* ASSIGNED TASK
Extract the full listing below without altering a single character.

* TASK INPUT
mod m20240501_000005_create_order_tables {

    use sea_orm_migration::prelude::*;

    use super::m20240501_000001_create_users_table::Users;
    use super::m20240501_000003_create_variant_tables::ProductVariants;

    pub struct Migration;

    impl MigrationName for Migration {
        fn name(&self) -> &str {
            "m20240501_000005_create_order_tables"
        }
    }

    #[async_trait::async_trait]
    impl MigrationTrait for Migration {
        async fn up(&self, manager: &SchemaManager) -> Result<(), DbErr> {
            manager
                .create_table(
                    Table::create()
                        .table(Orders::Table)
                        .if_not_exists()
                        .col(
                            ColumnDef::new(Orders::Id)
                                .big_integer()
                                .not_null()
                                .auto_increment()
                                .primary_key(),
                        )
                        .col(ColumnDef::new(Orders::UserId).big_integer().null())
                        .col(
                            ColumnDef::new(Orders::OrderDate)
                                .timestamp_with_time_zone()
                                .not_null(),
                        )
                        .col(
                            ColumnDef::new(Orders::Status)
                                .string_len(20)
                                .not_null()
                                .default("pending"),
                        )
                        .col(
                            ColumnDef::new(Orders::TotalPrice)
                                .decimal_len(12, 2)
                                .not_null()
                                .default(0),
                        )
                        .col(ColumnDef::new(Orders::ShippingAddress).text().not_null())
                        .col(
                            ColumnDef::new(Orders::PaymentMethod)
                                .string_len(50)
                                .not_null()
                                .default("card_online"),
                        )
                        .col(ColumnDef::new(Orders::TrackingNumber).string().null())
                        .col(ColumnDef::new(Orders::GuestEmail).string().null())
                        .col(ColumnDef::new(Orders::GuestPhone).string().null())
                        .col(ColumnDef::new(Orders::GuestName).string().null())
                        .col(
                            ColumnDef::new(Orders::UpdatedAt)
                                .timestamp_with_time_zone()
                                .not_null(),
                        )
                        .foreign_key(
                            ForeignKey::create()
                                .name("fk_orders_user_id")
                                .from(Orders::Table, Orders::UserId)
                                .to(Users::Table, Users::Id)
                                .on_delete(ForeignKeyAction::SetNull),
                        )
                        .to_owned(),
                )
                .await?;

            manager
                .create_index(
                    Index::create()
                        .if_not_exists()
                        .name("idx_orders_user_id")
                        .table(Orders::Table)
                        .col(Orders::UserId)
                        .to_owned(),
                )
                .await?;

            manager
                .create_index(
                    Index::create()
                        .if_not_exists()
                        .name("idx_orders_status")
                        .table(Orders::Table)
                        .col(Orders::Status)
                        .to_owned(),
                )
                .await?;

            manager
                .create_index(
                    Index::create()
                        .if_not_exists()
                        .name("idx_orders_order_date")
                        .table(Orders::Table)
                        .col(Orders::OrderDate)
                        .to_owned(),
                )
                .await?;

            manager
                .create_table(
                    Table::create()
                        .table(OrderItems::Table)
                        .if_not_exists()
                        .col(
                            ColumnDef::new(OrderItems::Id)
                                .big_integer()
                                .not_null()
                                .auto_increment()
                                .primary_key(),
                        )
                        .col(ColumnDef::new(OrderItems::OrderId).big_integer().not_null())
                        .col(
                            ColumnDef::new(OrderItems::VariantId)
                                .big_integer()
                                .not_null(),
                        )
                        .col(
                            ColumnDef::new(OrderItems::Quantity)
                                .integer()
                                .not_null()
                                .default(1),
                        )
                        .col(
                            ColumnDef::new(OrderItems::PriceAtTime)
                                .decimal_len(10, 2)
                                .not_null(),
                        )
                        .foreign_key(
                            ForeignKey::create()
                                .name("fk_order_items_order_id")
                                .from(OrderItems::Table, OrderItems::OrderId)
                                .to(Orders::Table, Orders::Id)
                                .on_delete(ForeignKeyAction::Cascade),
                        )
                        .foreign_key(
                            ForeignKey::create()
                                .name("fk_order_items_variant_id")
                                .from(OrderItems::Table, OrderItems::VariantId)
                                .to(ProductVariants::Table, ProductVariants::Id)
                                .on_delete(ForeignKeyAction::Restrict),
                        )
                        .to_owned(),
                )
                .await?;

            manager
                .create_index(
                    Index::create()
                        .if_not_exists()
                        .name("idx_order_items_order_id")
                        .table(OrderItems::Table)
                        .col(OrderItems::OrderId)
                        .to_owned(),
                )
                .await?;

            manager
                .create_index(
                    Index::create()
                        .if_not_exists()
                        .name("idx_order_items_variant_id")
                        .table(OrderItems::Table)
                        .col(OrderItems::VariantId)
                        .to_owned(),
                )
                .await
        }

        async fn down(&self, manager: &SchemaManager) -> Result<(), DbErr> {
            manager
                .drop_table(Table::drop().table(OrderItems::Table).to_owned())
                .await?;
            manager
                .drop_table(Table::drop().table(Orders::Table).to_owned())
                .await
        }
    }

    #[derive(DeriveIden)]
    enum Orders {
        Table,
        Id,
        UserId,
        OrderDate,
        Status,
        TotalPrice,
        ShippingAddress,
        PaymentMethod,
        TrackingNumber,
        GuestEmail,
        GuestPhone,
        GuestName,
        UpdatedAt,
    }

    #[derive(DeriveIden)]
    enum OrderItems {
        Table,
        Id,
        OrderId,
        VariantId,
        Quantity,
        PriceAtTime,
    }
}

* EXERCISE OUTPUT
mod m20240501_000005_create_order_tables {

    use sea_orm_migration::prelude::*;

    use super::m20240501_000001_create_users_table::Users;
    use super::m20240501_000003_create_variant_tables::ProductVariants;

    pub struct Migration;

    impl MigrationName for Migration {
        fn name(&self) -> &str {
            "m20240501_000005_create_order_tables"
        }
    }

    #[async_trait::async_trait]
    impl MigrationTrait for Migration {
        async fn up(&self, manager: &SchemaManager) -> Result<(), DbErr> {
            manager
                .create_table(
                    Table::create()
                        .table(Orders::Table)
                        .if_not_exists()
                        .col(
                            ColumnDef::new(Orders::Id)
                                .big_integer()
                                .not_null()
                                .auto_increment()
                                .primary_key(),
                        )
                        .col(ColumnDef::new(Orders::UserId).big_integer().null())
                        .col(
                            ColumnDef::new(Orders::OrderDate)
                                .timestamp_with_time_zone()
                                .not_null(),
                        )
                        .col(
                            ColumnDef::new(Orders::Status)
                                .string_len(20)
                                .not_null()
                                .default("pending"),
                        )
                        .col(
                            ColumnDef::new(Orders::TotalPrice)
                                .decimal_len(12, 2)
                                .not_null()
                                .default(0),
                        )
                        .col(ColumnDef::new(Orders::ShippingAddress).text().not_null())
                        .col(
                            ColumnDef::new(Orders::PaymentMethod)
                                .string_len(50)
                                .not_null()
                                .default("card_online"),
                        )
                        .col(ColumnDef::new(Orders::TrackingNumber).string().null())
                        .col(ColumnDef::new(Orders::GuestEmail).string().null())
                        .col(ColumnDef::new(Orders::GuestPhone).string().null())
                        .col(ColumnDef::new(Orders::GuestName).string().null())
                        .col(
                            ColumnDef::new(Orders::UpdatedAt)
                                .timestamp_with_time_zone()
                                .not_null(),
                        )
                        .foreign_key(
                            ForeignKey::create()
                                .name("fk_orders_user_id")
                                .from(Orders::Table, Orders::UserId)
                                .to(Users::Table, Users::Id)
                                .on_delete(ForeignKeyAction::SetNull),
                        )
                        .to_owned(),
                )
                .await?;

            manager
                .create_index(
                    Index::create()
                        .if_not_exists()
                        .name("idx_orders_user_id")
                        .table(Orders::Table)
                        .col(Orders::UserId)
                        .to_owned(),
                )
                .await?;

            manager
                .create_index(
                    Index::create()
                        .if_not_exists()
                        .name("idx_orders_status")
                        .table(Orders::Table)
                        .col(Orders::Status)
                        .to_owned(),
                )
                .await?;

            manager
                .create_index(
                    Index::create()
                        .if_not_exists()
                        .name("idx_orders_order_date")
                        .table(Orders::Table)
                        .col(Orders::OrderDate)
                        .to_owned(),
                )
                .await?;

            manager
                .create_table(
                    Table::create()
                        .table(OrderItems::Table)
                        .if_not_exists()
                        .col(
                            ColumnDef::new(OrderItems::Id)
                                .big_integer()
                                .not_null()
                                .auto_increment()
                                .primary_key(),
                        )
                        .col(ColumnDef::new(OrderItems::OrderId).big_integer().not_null())
                        .col(
                            ColumnDef::new(OrderItems::VariantId)
                                .big_integer()
                                .not_null(),
                        )
                        .col(
                            ColumnDef::new(OrderItems::Quantity)
                                .integer()
                                .not_null()
                                .default(1),
                        )
                        .col(
                            ColumnDef::new(OrderItems::PriceAtTime)
                                .decimal_len(10, 2)
                                .not_null(),
                        )
                        .foreign_key(
                            ForeignKey::create()
                                .name("fk_order_items_order_id")
                                .from(OrderItems::Table, OrderItems::OrderId)
                                .to(Orders::Table, Orders::Id)
                                .on_delete(ForeignKeyAction::Cascade),
                        )
                        .foreign_key(
                            ForeignKey::create()
                                .name("fk_order_items_variant_id")
                                .from(OrderItems::Table, OrderItems::VariantId)
                                .to(ProductVariants::Table, ProductVariants::Id)
                                .on_delete(ForeignKeyAction::Restrict),
                        )
                        .to_owned(),
                )
                .await?;

            manager
                .create_index(
                    Index::create()
                        .if_not_exists()
                        .name("idx_order_items_order_id")
                        .table(OrderItems::Table)
                        .col(OrderItems::OrderId)
                        .to_owned(),
                )
                .await?;

            manager
                .create_index(
                    Index::create()
                        .if_not_exists()
                        .name("idx_order_items_variant_id")
                        .table(OrderItems::Table)
                        .col(OrderItems::VariantId)
                        .to_owned(),
                )
                .await
        }

        async fn down(&self, manager: &SchemaManager) -> Result<(), DbErr> {
            manager
                .drop_table(Table::drop().table(OrderItems::Table).to_owned())
                .await?;
            manager
                .drop_table(Table::drop().table(Orders::Table).to_owned())
                .await
        }
    }

    #[derive(DeriveIden)]
    enum Orders {
        Table,
        Id,
        UserId,
        OrderDate,
        Status,
        TotalPrice,
        ShippingAddress,
        PaymentMethod,
        TrackingNumber,
        GuestEmail,
        GuestPhone,
        GuestName,
        UpdatedAt,
    }

    #[derive(DeriveIden)]
    enum OrderItems {
        Table,
        Id,
        OrderId,
        VariantId,
        Quantity,
        PriceAtTime,
    }
}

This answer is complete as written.